Jessalyn’s jaw trembled. “I keep telling you, I don’t have a bed anymore.”
“Sure you do.” She didn’t fight him as he rested an arm across the back of her shoulders and led her into Isaac’s small room with its double bed tucked against the wall. “Isaac said he’d stay with Elijah and Victoria until we have someplace else to go.”
“We?” She looked at him, her eyes dull with fatigue.
“Yes, we.”
Her shoulders slumped, but she didn’t argue, perhaps because she didn’t have the energy. Instead, she climbed into bed and met his eyes with her red-rimmed ones. “I never told you thank you.”
“For kicking Isaac out of his apartment? You’re welcome.” He shucked off his shirt, leaving his union suit on underneath, then sat on the bed to remove his trousers.
“No, for saving us.” Her finger traced the pattern on the quilt, and she looked down, swallowing. “After how I sent you away at the Cummingses’ I hardly deserved to have you turn around and save me and the girls.”
“I wish you hadn’t needed saving, but you don’t need to thank me for it. I’d do anything to keep you and our daughters safe.” He rested his hand atop hers on the quilt, stilling her movements.
She drew her head up, her teary blue eyes meeting his. “I know. And yet I don’t understand it.”
“You don’t understand why I want to protect you?”
“No. I don’t understand why I knew that you would.” Her voice was soft inside the small room, and yet he heard every word she spoke, every gentle breath that puffed from her lips. “I don’t feel like I can trust you in so many areas, and yet when our lives were at stake, you were the first place I turned, and I never once doubted that you’d save us.”

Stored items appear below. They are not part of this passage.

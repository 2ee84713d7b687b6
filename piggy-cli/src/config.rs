use anyhow::{Context, Result, bail};
use piggy_core::CategoryRules;
use piggy_finance::BudgetPolicy;
use serde::{Deserialize, Serialize};
use std::fs;
use std::path::{Path, PathBuf};

use crate::state::{ensure_piggy_home, piggy_home};

#[derive(Debug, Clone, Default, PartialEq, Serialize, Deserialize)]
pub struct Config {
    #[serde(default)]
    pub budget: BudgetPolicy,
    #[serde(default)]
    pub rules: RulesSection,
}

#[derive(Debug, Clone, Default, PartialEq, Serialize, Deserialize)]
pub struct RulesSection {
    /// Rule table (TOML or JSON) replacing the built-in one
    pub file: Option<PathBuf>,
}

pub fn config_path() -> Result<PathBuf> {
    Ok(piggy_home()?.join("config.toml"))
}

/// Load `config.toml`, falling back to defaults when it does not exist
pub fn load_config() -> Result<Config> {
    let p = config_path()?;
    if !p.exists() {
        return Ok(Config::default());
    }
    let s = fs::read_to_string(&p).with_context(|| format!("read {}", p.display()))?;
    parse_config(&s).with_context(|| format!("parse {}", p.display()))
}

pub fn parse_config(s: &str) -> Result<Config> {
    Ok(toml::from_str(s)?)
}

pub fn save_config(cfg: &Config) -> Result<PathBuf> {
    let p = ensure_piggy_home()?.join("config.toml");
    let s = toml::to_string_pretty(cfg).context("serialize config")?;
    fs::write(&p, s).with_context(|| format!("write {}", p.display()))?;
    Ok(p)
}

pub fn init_config() -> Result<()> {
    let p = config_path()?;
    if p.exists() {
        println!("Config already exists: {}", p.display());
        return Ok(());
    }
    let p = save_config(&Config::default())?;
    println!("Wrote {}", p.display());
    Ok(())
}

/// Pick the rule table: explicit path, then config, then the built-in table.
pub fn resolve_rules(explicit: Option<&Path>, cfg: &Config) -> Result<CategoryRules> {
    let path = explicit.or(cfg.rules.file.as_deref());
    let rules = match path {
        Some(p) => load_rules(p)?,
        None => CategoryRules::builtin(),
    };
    rules.warn_unreachable();
    Ok(rules)
}

pub fn load_rules(path: &Path) -> Result<CategoryRules> {
    let s = fs::read_to_string(path).with_context(|| format!("read {}", path.display()))?;
    let ext = path
        .extension()
        .and_then(|e| e.to_str())
        .map(str::to_lowercase);
    let rules: CategoryRules = match ext.as_deref() {
        Some("toml") => toml::from_str(&s).with_context(|| format!("parse {}", path.display()))?,
        Some("json") => {
            serde_json::from_str(&s).with_context(|| format!("parse {}", path.display()))?
        }
        _ => bail!("rules file must be .toml or .json: {}", path.display()),
    };
    tracing::info!(path = %path.display(), "loaded rule table");
    Ok(rules)
}
use anyhow::Result;
use tracing_subscriber::EnvFilter;

/// Install the global fmt subscriber. Logs go to stderr so JSON output on
/// stdout stays machine-readable. `RUST_LOG` wins over `verbose`.
pub fn init_tracing(verbose: bool) -> Result<()> {
    let default = if verbose { "piggy=debug" } else { "piggy=info" };
    let filter = EnvFilter::try_from_default_env().or_else(|_| EnvFilter::try_new(default))?;

    tracing_subscriber::fmt()
        .with_env_filter(filter)
        .with_writer(std::io::stderr)
        .with_target(false)
        .try_init()
        .map_err(|e| anyhow::anyhow!("installing tracing subscriber: {e}"))?;
    Ok(())
}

“I’d save you all over again if I could.” His eyes felt gritty, as though he were still standing in the smoke from the fire.
“I know. Thank you.” She glanced at him uncertainly, then tucked her bottom lip between her teeth. “Will you… can you… hold me? Just for a bit. Just until I fall asleep.”
He needed no further invitation. He bent to unlace his boots, then tugged off his trousers, crawling into bed with his wife wearing only his union suit.
He nestled under the covers and pulled her to his side. She didn’t even hesitate as she snuggled against him and rested her head on his chest.
I love you, Jess.But speaking those words would unleash a whole other conversation between them, one they were both too exhausted to deal with tonight. So he stroked a hand absently up and down her arm instead, once, then twice. Somewhere between his seventh and eighth strokes, her breathing evened with sleep.
He shifted against the mattress and pulled her closer, then stared up at the ceiling. This had been what he’d dreamed in Deadwood, when he thought of returning to Jessalyn and telling her about his hotel, about all the money he had, all the things he could give her. He’d expected her to jump and cry and smile, to throw herself into his arms and rain kisses on his face. To snuggle up beside him in bed and ask to hear the entire story about how he’d come to own a hotel.
He’d never imagined her own dreams would need to burn to the ground before he finally got to hold her.
Chapter Fifteen
“Ican’t afford Olivia’s surgery.”
Thomas blinked his eyes open, only to be greeted with a face full of silky blonde hair. “Huh?”
The soft, warm lump nestled against his left side shifted, and he winced at the throb in his shoulder. Carrying the ladder during the fire last night must have strained it. Or carrying his daughters. Or probably even looking at it wrong. Sometimes the pain seemed to be growing worse rather than better.
“Olivia’s surgery. I wanted to pay for it, and now I can’t.”
“I’ll pay for it.” He rolled onto his side and hooked an arm over Jessalyn’s waist. The extra ache in his shoulder from lying on it just might be worth snuggling with his wife for another minute or two.
But rather than relax against him, she wriggled out from under his arm and sat up in bed, her jaw trembling when her vibrant blue eyes met his. “What if I’m too scared to let you?”
He huffed out a breath. He was waking up next to his wife for the first time in five years, and she wanted to talk about money and surgeries. This wasn’t exactly how he’d envisioned the morning going.
“What are you scared of?” he mumbled, his eyelids drifting closed. Did she realize how late they’d gotten to bed last night? Even if she didn’t want to sleep anymore, couldn’t she wait a few more hours before she started talking about what would happen six months from now?
“I’m scared of trusting you… and then getting hurt all over again.”
Trusting him and getting hurt? His eyelids sprang open. Hadn’t she said that she’d never once doubted he’d save them from the fire last night?
Yes, right after she’d told him she couldn’t trust him in any other area of her life.